/// Render the script that creates a database for `schema`
pub fn render_init(schema: &Schema) -> anyhow::Result<String> {
    let mut w = CodeWriter::new();
    write_header(&mut w);
    write_raise_if(&mut w, "DB_NAME()='master'", CANT_USE_MASTER);
    write_session_settings(&mut w);

    for snippet in schema.sql_before() {
        w.statements(snippet).blank();
    }

    w.line("-- Create the table holding the engine version and the schema document");
    w.line("CREATE TABLE Configuration (")
        .indent()
        .line("EngineVersion int NOT NULL,")
        .line("SchemaDefinition xml NOT NULL")
        .dedent()
        .line(")");
    schema_xml::write_schema_variable(&mut w, schema)?;
    w.line("INSERT INTO Configuration (")
        .indent()
        .line("EngineVersion,")
        .line("SchemaDefinition")
        .dedent()
        .line(") VALUES (")
        .indent()
        .line("1,@schema")
        .dedent()
        .line(")")
        .blank();

    w.line(&format!("-- Create the {} role", LEARNING_STORE_ROLE));
    w.line(&format!("CREATE ROLE {}", LEARNING_STORE_ROLE));
    w.line(&format!("GRANT SELECT ON Configuration TO {}", LEARNING_STORE_ROLE));
    w.blank();

    for en in schema.enums() {
        write_enum_table(&mut w, en);
    }
    for item_type in schema.item_types() {
        write_item_type_table(&mut w, item_type);
    }
    for item_type in schema.item_types() {
        write_constraints_and_indexes(&mut w, schema, item_type)?;
    }
    w.line("GO").blank();

    write_functions(&mut w, schema, true);

    for item_type in schema.item_types() {
        for snippet in &item_type.sql_after {
            w.statements(snippet).blank();
        }
    }
    for snippet in schema.sql_after() {
        w.statements(snippet).blank();
    }

    write_commit(&mut w);
    Ok(w.finish())
}

/// Render the script that replaces the views and security functions of an
/// existing database. Tables and their data are left alone.
pub fn render_upgrade(schema: &Schema) -> anyhow::Result<String> {
    let mut w = CodeWriter::new();
    write_header(&mut w);
    write_raise_if(&mut w, "DB_NAME()='master'", CANT_USE_MASTER);
    write_raise_if(
        &mut w,
        "NOT EXISTS(SELECT * FROM INFORMATION_SCHEMA.TABLES WHERE TABLE_NAME='Configuration')",
        CANT_UPGRADE_EMPTY_DATABASE,
    );
    write_session_settings(&mut w);

    w.line("-- Drop every view and security function recorded in the schema document");
    write_drop_functions(&mut w);
    w.line("GO").blank();

    w.line("-- Replace the view, right and security information in the schema document");
    write_schema_upgrade(&mut w, schema)?;
    w.line("GO").blank();

    write_functions(&mut w, schema, false);

    write_commit(&mut w);
    Ok(w.finish())
}

pub fn write_init(schema: &Schema, path: &Path) -> anyhow::Result<()> {
    write_output(path, &render_init(schema)?)?;
    Ok(())
}

pub fn write_upgrade(schema: &Schema, path: &Path) -> anyhow::Result<()> {
    write_output(path, &render_upgrade(schema)?)?;
    Ok(())
}

fn write_header(w: &mut CodeWriter) {
    for line in HEADER.lines() {
        w.line(line);
    }
    w.blank();
}

fn write_raise_if(w: &mut CodeWriter, condition: &str, message: &str) {
    w.line(&format!("IF {}", condition))
        .line("BEGIN")
        .indent()
        .line(&format!("RAISERROR(N{},16,1)", sql_string(message)))
        .line("RETURN")
        .dedent()
        .line("END")
        .blank();
}

fn write_session_settings(w: &mut CodeWriter) {
    w.line("SET NOCOUNT ON")
        .line("SET XACT_ABORT ON")
        .line("SET IMPLICIT_TRANSACTIONS ON")
        .line("SET QUOTED_IDENTIFIER ON")
        .blank();
}

fn write_commit(w: &mut CodeWriter) {
    w.line("COMMIT TRANSACTION").line("GO").blank();
}

/// Security functions and views. The init script also creates the default
/// views; the upgrade script never drops them, so it only recreates their
/// security functions.
fn write_functions(w: &mut CodeWriter, schema: &Schema, include_default_views: bool) {
    for item_type in schema.item_types() {
        write_item_type_security(w, item_type);
    }
    for view in schema.views() {
        write_view(w, view);
        write_view_security(w, view);
    }
    for right in schema.rights() {
        write_right_security(w, right);
    }
    for item_type in schema.item_types() {
        if include_default_views {
            write_default_view(w, item_type);
        }
        write_default_view_security(w, item_type);
    }
}

fn write_enum_table(w: &mut CodeWriter, en: &EnumType) {
    let table = format!("[{}]", en.name);
    w.line(&format!("-- Create the {} table", en.name));
    w.line(&format!("CREATE TABLE {}(", table))
        .indent()
        .line("Id int IDENTITY PRIMARY KEY,")
        .line("Name varchar(63) NOT NULL")
        .dedent()
        .line(")");
    w.line(&format!("GRANT SELECT ON {} TO {}", table, LEARNING_STORE_ROLE));

    if !en.values.is_empty() {
        w.line(&format!("SET IDENTITY_INSERT {} ON", table));
        // Id is the primary key, so only the first name of a shared value gets a row
        let mut inserted: Vec<i32> = Vec::new();
        for value in &en.values {
            if inserted.contains(&value.value) {
                continue;
            }
            inserted.push(value.value);
            w.line(&format!("INSERT INTO {}(", table))
                .indent()
                .line("Id,")
                .line("Name")
                .dedent()
                .line(") VALUES (")
                .indent()
                .line(&format!("{},", value.value))
                .line(&sql_string(&value.name))
                .dedent()
                .line(")");
        }
        w.line(&format!("SET IDENTITY_INSERT {} OFF", table));
    }
    w.blank();
}

/// Column definition without the leading indentation
fn property_definition(property: &ItemTypeProperty) -> String {
    let mut definition = format!("[{}] {}", property.name, property.sql_type());
    if property.row_guid {
        definition.push_str(" ROWGUIDCOL");
    }
    if !property.nullable {
        definition.push_str(" NOT NULL");
    }
    if let Some(default) = &property.default {
        definition.push_str(" DEFAULT ");
        definition.push_str(&default.sql_constant());
    }
    if let Some(length) = property.value_type.check_constraint_length(property.length) {
        definition.push_str(&format!(" CHECK(LEN([{}])<={})", property.name, length));
    }
    for constraint in &property.constraints {
        definition.push(' ');
        definition.push_str(constraint.trim());
    }
    definition
}

fn write_item_type_table(w: &mut CodeWriter, item_type: &ItemType) {
    let table = format!("[{}]", item_type.name);
    w.line(&format!("-- Create the {} table", item_type.name));
    w.line(&format!("CREATE TABLE {}(", table)).indent();

    let mut columns = vec!["Id bigint IDENTITY PRIMARY KEY NOT NULL".to_string()];
    columns.extend(item_type.properties.iter().map(property_definition));
    let count = columns.len();
    for (i, column) in columns.iter().enumerate() {
        if i + 1 < count {
            w.line(&format!("{},", column));
        } else {
            w.line(column);
        }
    }

    w.dedent().line(")");
    w.line(&format!(
        "GRANT SELECT, INSERT, DELETE, UPDATE ON {} TO {}",
        table, LEARNING_STORE_ROLE
    ));
    w.blank();
}

fn write_constraints_and_indexes(
    w: &mut CodeWriter,
    schema: &Schema,
    item_type: &ItemType,
) -> anyhow::Result<()> {
    for property in &item_type.properties {
        let (target, cascade) = match property.value_type {
            ValueType::ItemIdentifier => (
                &schema.referenced_item_type(property)?.name,
                property.cascade_delete,
            ),
            ValueType::Enumeration => (&schema.referenced_enum(property)?.name, false),
            _ => continue,
        };
        w.line(&format!("ALTER TABLE [{}]", item_type.name));
        w.line(&format!(
            "ADD CONSTRAINT FK_{}_{} FOREIGN KEY ([{}])",
            item_type.name, property.name, property.name
        ));
        if cascade {
            w.line(&format!("REFERENCES [{}] (Id) ON DELETE CASCADE", target));
        } else {
            w.line(&format!("REFERENCES [{}] (Id)", target));
        }
        w.blank();
    }

    for index in &item_type.indexes {
        w.statements(index).blank();
    }
    Ok(())
}

/// `RETURN (e1) | (e2) | ...`
fn union_expressions(expressions: &[String]) -> String {
    let joined = expressions
        .iter()
        .map(|e| format!("({})", e))
        .collect::<Vec<_>>()
        .join(" | ");
    format!("RETURN {}", joined)
}

fn write_security_function(
    w: &mut CodeWriter,
    comment: &str,
    function: &str,
    parameters: &str,
    expressions: &[String],
) {
    w.line(&format!("-- {}", comment));
    w.line(&format!(
        "CREATE FUNCTION [{}](@UserKey nvarchar(250){})",
        function, parameters
    ));
    w.line("RETURNS bit").line("AS").line("BEGIN").indent();
    w.statements(&union_expressions(expressions));
    w.dedent().line("END").line("GO");
    w.line(&format!(
        "GRANT EXECUTE ON [{}] TO {}",
        function, LEARNING_STORE_ROLE
    ));
    w.line("GO").blank();
}

fn write_item_type_security(w: &mut CodeWriter, item_type: &ItemType) {
    if let Some(function) = item_type.security_function(ItemRight::Delete) {
        write_security_function(
            w,
            &format!("Create the function that checks delete rights on {}", item_type.name),
            &function,
            ",@Id bigint",
            &item_type.delete_right_expressions,
        );
    }

    if let Some(function) = item_type.security_function(ItemRight::Update) {
        let mut parameters = String::from(",@Id bigint");
        for property in &item_type.properties {
            parameters.push_str(&format!(
                ",@{}$Changed bit,@{} {}",
                property.name,
                property.name,
                property.sql_type()
            ));
        }
        write_security_function(
            w,
            &format!("Create the function that checks update rights on {}", item_type.name),
            &function,
            &parameters,
            &item_type.update_right_expressions,
        );
    }

    if let Some(function) = item_type.security_function(ItemRight::Add) {
        let mut parameters = String::new();
        for property in &item_type.properties {
            parameters.push_str(&format!(",@{} {}", property.name, property.sql_type()));
            if let Some(default) = &property.default {
                parameters.push('=');
                parameters.push_str(&default.sql_constant());
            }
        }
        write_security_function(
            w,
            &format!("Create the function that checks add rights on {}", item_type.name),
            &function,
            &parameters,
            &item_type.add_right_expressions,
        );
    }
}

/// `,@p type=NULL` for each parameter
fn parameter_list(parameters: &[Parameter]) -> String {
    parameters
        .iter()
        .map(|p| format!(",@{} {}=NULL", p.name, p.sql_type()))
        .collect()
}

fn write_view(w: &mut CodeWriter, view: &View) {
    w.line(&format!("-- Create the {} view", view.name));
    w.line(&format!(
        "CREATE FUNCTION [{}](@UserKey nvarchar(250){})",
        view.name,
        parameter_list(&view.parameters)
    ));
    w.line("RETURNS TABLE").line("AS").line("RETURN (").indent();
    w.statements(&view.implementation);
    w.dedent().line(")").line("GO");
    w.line(&format!("GRANT SELECT ON [{}] TO {}", view.name, LEARNING_STORE_ROLE));
    w.line("GO").blank();
}
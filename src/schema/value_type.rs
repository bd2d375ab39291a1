//! Value types a property, column or parameter can hold.
//!
//! Each value type has exactly one descriptor in [`DESCRIPTORS`]. The schema
//! loader, the helper generator and the SQL generator all go through it, so
//! the SQL type of a column, of a security-function parameter and of a
//! default value can never disagree.

use base64::engine::general_purpose::STANDARD;
use base64::Engine;
use chrono::{DateTime, NaiveDate, NaiveDateTime};
use uuid::Uuid;

/// Longest string a property can declare, in characters
pub const MAX_STRING_LENGTH: i32 = (i32::MAX - 2) / 2;

/// Longest byte array a property can declare, in bytes
pub const MAX_BYTE_ARRAY_LENGTH: i32 = i32::MAX - 2;

/// The value type of a property, view column or parameter
#[derive(Debug, Clone, Copy, PartialEq, Eq, Hash)]
pub enum ValueType {
    ItemIdentifier,
    String,
    Boolean,
    DateTime,
    Single,
    Double,
    Xml,
    Enumeration,
    Int32,
    ByteArray,
    Guid,
}

/// How a value type maps onto a SQL Server column type
#[derive(Debug, Clone, Copy)]
enum SqlType {
    Fixed(&'static str),
    /// `name(N)` up to `inline_limit`, `name(max)` beyond it or when no
    /// length is declared
    Sized {
        name: &'static str,
        inline_limit: i32,
    },
}

#[derive(Debug)]
struct Descriptor {
    value_type: ValueType,
    /// Spelling of the `Type` attribute in schema files
    schema_name: &'static str,
    /// Numeric code recorded in the persisted schema document
    type_code: i32,
    sql_type: SqlType,
    /// Upper bound for `Length`, only for types that accept one
    max_length: Option<i32>,
    /// Type description used in generated documentation
    doc_name: &'static str,
}

static DESCRIPTORS: [Descriptor; 11] = [
    Descriptor {
        value_type: ValueType::ItemIdentifier,
        schema_name: "ItemIdentifier",
        type_code: 1,
        sql_type: SqlType::Fixed("bigint"),
        max_length: None,
        doc_name: "Item identifier",
    },
    Descriptor {
        value_type: ValueType::String,
        schema_name: "String",
        type_code: 2,
        sql_type: SqlType::Sized {
            name: "nvarchar",
            inline_limit: 4000,
        },
        max_length: Some(MAX_STRING_LENGTH),
        doc_name: "String",
    },
    Descriptor {
        value_type: ValueType::Boolean,
        schema_name: "Boolean",
        type_code: 3,
        sql_type: SqlType::Fixed("bit"),
        max_length: None,
        doc_name: "Boolean",
    },
    Descriptor {
        value_type: ValueType::DateTime,
        schema_name: "DateTime",
        type_code: 4,
        sql_type: SqlType::Fixed("datetime"),
        max_length: None,
        doc_name: "DateTime",
    },
    Descriptor {
        value_type: ValueType::Single,
        schema_name: "Single",
        type_code: 5,
        sql_type: SqlType::Fixed("float(24)"),
        max_length: None,
        doc_name: "Single",
    },
    Descriptor {
        value_type: ValueType::Double,
        schema_name: "Double",
        type_code: 6,
        sql_type: SqlType::Fixed("float(53)"),
        max_length: None,
        doc_name: "Double",
    },
    Descriptor {
        value_type: ValueType::Xml,
        schema_name: "Xml",
        type_code: 7,
        sql_type: SqlType::Fixed("xml"),
        max_length: None,
        doc_name: "Xml",
    },
    Descriptor {
        value_type: ValueType::Enumeration,
        schema_name: "Enum",
        type_code: 8,
        sql_type: SqlType::Fixed("int"),
        max_length: None,
        doc_name: "Enumeration",
    },
    Descriptor {
        value_type: ValueType::Int32,
        schema_name: "Int32",
        type_code: 9,
        sql_type: SqlType::Fixed("int"),
        max_length: None,
        doc_name: "Int32",
    },
    Descriptor {
        value_type: ValueType::ByteArray,
        schema_name: "ByteArray",
        type_code: 10,
        sql_type: SqlType::Sized {
            name: "varbinary",
            inline_limit: 8000,
        },
        max_length: Some(MAX_BYTE_ARRAY_LENGTH),
        doc_name: "Byte array",
    },
    Descriptor {
        value_type: ValueType::Guid,
        schema_name: "Guid",
        type_code: 11,
        sql_type: SqlType::Fixed("uniqueidentifier"),
        max_length: None,
        doc_name: "Guid",
    },
];

impl ValueType {
    pub const ALL: [ValueType; 11] = [
        ValueType::ItemIdentifier,
        ValueType::String,
        ValueType::Boolean,
        ValueType::DateTime,
        ValueType::Single,
        ValueType::Double,
        ValueType::Xml,
        ValueType::Enumeration,
        ValueType::Int32,
        ValueType::ByteArray,
        ValueType::Guid,
    ];

    fn descriptor(self) -> &'static Descriptor {
        // DESCRIPTORS is ordered like the enum; the unit tests pin that down
        &DESCRIPTORS[self as usize]
    }

    /// Look up a value type by its `Type` attribute spelling
    pub fn from_schema_name(name: &str) -> Option<Self> {
        DESCRIPTORS
            .iter()
            .find(|d| d.schema_name == name)
            .map(|d| d.value_type)
    }

    pub fn schema_name(self) -> &'static str {
        self.descriptor().schema_name
    }

    /// Numeric code written to the `TypeCode` attribute of the persisted schema
    pub fn type_code(self) -> i32 {
        self.descriptor().type_code
    }

    /// True for types that accept a `Length` attribute
    pub fn accepts_length(self) -> bool {
        self.descriptor().max_length.is_some()
    }

    /// Largest legal `Length` value, for types that accept one
    pub fn length_limit(self) -> Option<i32> {
        self.descriptor().max_length
    }

    /// Effective maximum length: the declared length, or the type's limit
    pub fn max_length(self, declared: Option<i32>) -> Option<i32> {
        let limit = self.descriptor().max_length?;
        Some(declared.unwrap_or(limit))
    }

    /// SQL type for a table column or security-function parameter
    pub fn sql_type(self, length: Option<i32>) -> String {
        match self.descriptor().sql_type {
            SqlType::Fixed(name) => name.to_string(),
            SqlType::Sized { name, inline_limit } => match length {
                Some(n) if n <= inline_limit => format!("{}({})", name, n),
                _ => format!("{}(max)", name),
            },
        }
    }

    /// Length checked by a `CHECK(LEN(..))` constraint because the column
    /// type itself is `max`
    pub fn check_constraint_length(self, length: Option<i32>) -> Option<i32> {
        match (self.descriptor().sql_type, length) {
            (SqlType::Sized { inline_limit, .. }, Some(n)) if n > inline_limit => Some(n),
            _ => None,
        }
    }

    /// Type description for generated documentation.
    ///
    /// `max_length` is included for String and ByteArray when known;
    /// `target` is the enum tag or referenced item type name.
    pub fn doc_description(self, max_length: Option<i32>, target: Option<&str>) -> String {
        match (self, max_length, target) {
            (ValueType::String, Some(n), _) => {
                format!("String with a maximum length of {} characters", n)
            }
            (ValueType::ByteArray, Some(n), _) => {
                format!("Byte array with a maximum length of {} bytes", n)
            }
            (ValueType::Enumeration, _, Some(tag)) => {
                format!("Enumeration <Typ>{}</Typ>", tag)
            }
            (ValueType::ItemIdentifier, _, Some(item_type)) => {
                format!("Identifier of a <Typ>{}</Typ> item", item_type)
            }
            _ => self.descriptor().doc_name.to_string(),
        }
    }

    /// Parse the text of a `<Default>` element for this type.
    ///
    /// Uses XML Schema lexical rules. The error is a human readable reason.
    pub fn parse_literal(self, text: &str) -> Result<Literal, String> {
        let trimmed = text.trim();
        let literal = match self {
            ValueType::ItemIdentifier => {
                return Err("item identifier properties cannot have a default value".to_string())
            }
            ValueType::String => Literal::String(text.to_string()),
            ValueType::Xml => Literal::Xml(text.to_string()),
            ValueType::Boolean => Literal::Boolean(
                parse_xml_boolean(trimmed).ok_or_else(|| invalid(trimmed, self))?,
            ),
            ValueType::ByteArray => {
                let compact: String = trimmed.chars().filter(|c| !c.is_whitespace()).collect();
                Literal::ByteArray(STANDARD.decode(compact).map_err(|e| {
                    format!("'{}' is not valid base64 data: {}", trimmed, e)
                })?)
            }
            ValueType::DateTime => {
                Literal::DateTime(parse_xml_date_time(trimmed).ok_or_else(|| invalid(trimmed, self))?)
            }
            ValueType::Double => {
                let value: f64 = parse_xml_float(trimmed).ok_or_else(|| invalid(trimmed, self))?;
                Literal::Double(value)
            }
            ValueType::Single => {
                let value: f32 = parse_xml_float(trimmed).ok_or_else(|| invalid(trimmed, self))?;
                Literal::Single(value)
            }
            ValueType::Int32 => {
                Literal::Int32(trimmed.parse().map_err(|_| invalid(trimmed, self))?)
            }
            ValueType::Enumeration => {
                Literal::Enumeration(trimmed.parse().map_err(|_| invalid(trimmed, self))?)
            }
            ValueType::Guid => Literal::Guid(
                Uuid::parse_str(trimmed).map_err(|_| invalid(trimmed, self))?,
            ),
        };
        Ok(literal)
    }
}

impl std::fmt::Display for ValueType {
    fn fmt(&self, f: &mut std::fmt::Formatter<'_>) -> std::fmt::Result {
        f.write_str(self.schema_name())
    }
}

fn invalid(text: &str, value_type: ValueType) -> String {
    format!("'{}' is not a valid {} value", text, value_type.schema_name())
}

/// `xs:boolean`
pub(crate) fn parse_xml_boolean(text: &str) -> Option<bool> {
    match text.trim() {
        "true" | "1" => Some(true),
        "false" | "0" => Some(false),
        _ => None,
    }
}

/// `xs:double` / `xs:float`, finite values only
fn parse_xml_float<T>(text: &str) -> Option<T>
where
    T: std::str::FromStr + Copy + Into<f64>,
{
    // Rust also accepts "inf" and "nan" spellings; neither has a SQL literal
    let value: T = text.parse().ok()?;
    if value.into().is_finite() {
        Some(value)
    } else {
        None
    }
}

/// `xs:dateTime` or `xs:date`. Values with an offset are converted to UTC.
fn parse_xml_date_time(text: &str) -> Option<NaiveDateTime> {
    if let Ok(dt) = DateTime::parse_from_rfc3339(text) {
        return Some(dt.naive_utc());
    }
    let local = text.strip_suffix('Z').unwrap_or(text);
    for format in ["%Y-%m-%dT%H:%M:%S%.f", "%Y-%m-%dT%H:%M:%S"] {
        if let Ok(dt) = NaiveDateTime::parse_from_str(local, format) {
            return Some(dt);
        }
    }
    NaiveDate::parse_from_str(local, "%Y-%m-%d")
        .ok()
        .and_then(|d| d.and_hms_opt(0, 0, 0))
}

/// A typed default value parsed from a schema file
#[derive(Debug, Clone, PartialEq)]
pub enum Literal {
    Boolean(bool),
    ByteArray(Vec<u8>),
    DateTime(NaiveDateTime),
    Double(f64),
    Single(f32),
    Int32(i32),
    Enumeration(i32),
    Guid(Uuid),
    String(String),
    Xml(String),
}

impl Literal {
    /// The literal as T-SQL source text
    pub fn sql_constant(&self) -> String {
        match self {
            Literal::ByteArray(bytes) => format!("0x{}", hex::encode_upper(bytes)),
            Literal::Boolean(b) => (if *b { "1" } else { "0" }).to_string(),
            Literal::DateTime(dt) => format!("{{ts '{}'}}", dt.format("%Y-%m-%d %H:%M:%S%.3f")),
            Literal::Double(v) => v.to_string(),
            Literal::Single(v) => v.to_string(),
            Literal::Int32(v) | Literal::Enumeration(v) => v.to_string(),
            Literal::String(s) => format!("'{}'", s.replace('\'', "''")),
            Literal::Xml(s) => {
                let flattened = s.replace("\r\n", " ").replace(['\r', '\n'], " ");
                format!("'{}'", flattened.replace('\'', "''"))
            }
            Literal::Guid(g) => format!("'{}'", g.hyphenated()),
        }
    }

    /// The literal as shown in generated documentation.
    ///
    /// Enumeration values need the enum value tag, which only the caller
    /// can resolve; without it the integer is shown.
    pub fn doc_text(&self, enum_value_tag: Option<&str>) -> String {
        match self {
            Literal::Boolean(b) => (if *b { "True" } else { "False" }).to_string(),
            Literal::ByteArray(bytes) => bytes
                .iter()
                .map(|b| format!("{:02X}", b))
                .collect::<Vec<_>>()
                .join("-"),
            Literal::DateTime(dt) => dt.format("%Y-%m-%d %H:%M:%S").to_string(),
            Literal::Double(v) => v.to_string(),
            Literal::Single(v) => v.to_string(),
            Literal::Int32(v) => v.to_string(),
            Literal::Enumeration(v) => match enum_value_tag {
                Some(tag) => format!("<Fld>{}</Fld>", tag),
                None => v.to_string(),
            },
            Literal::Guid(g) => g.hyphenated().to_string(),
            Literal::String(s) => format!("\"{}\"", s.replace('"', "\\\"")),
            Literal::Xml(s) => quick_xml::escape::escape(s.as_str()).into_owned(),
        }
    }
}

/// The default of an item type property
#[derive(Debug, Clone, PartialEq)]
pub enum DefaultValue {
    /// `<Default Null="true"/>`
    Null,
    /// `<Default IsFunction="true">` text, an opaque SQL expression
    Function(String),
    Literal(Literal),
}

impl DefaultValue {
    pub fn sql_constant(&self) -> String {
        match self {
            DefaultValue::Null => "NULL".to_string(),
            DefaultValue::Function(expression) => expression.clone(),
            DefaultValue::Literal(literal) => literal.sql_constant(),
        }
    }

    pub fn doc_text(&self, enum_value_tag: Option<&str>) -> String {
        match self {
            DefaultValue::Null => "null".to_string(),
            DefaultValue::Function(expression) => expression.clone(),
            DefaultValue::Literal(literal) => literal.doc_text(enum_value_tag),
        }
    }
}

*What the exercise asks*:
Go through the material and report each line that holds the string "Uuid".

*Answer to the problem*:
use uuid::Uuid;
                Uuid::parse_str(trimmed).map_err(|_| invalid(trimmed, self))?,
    Guid(Uuid),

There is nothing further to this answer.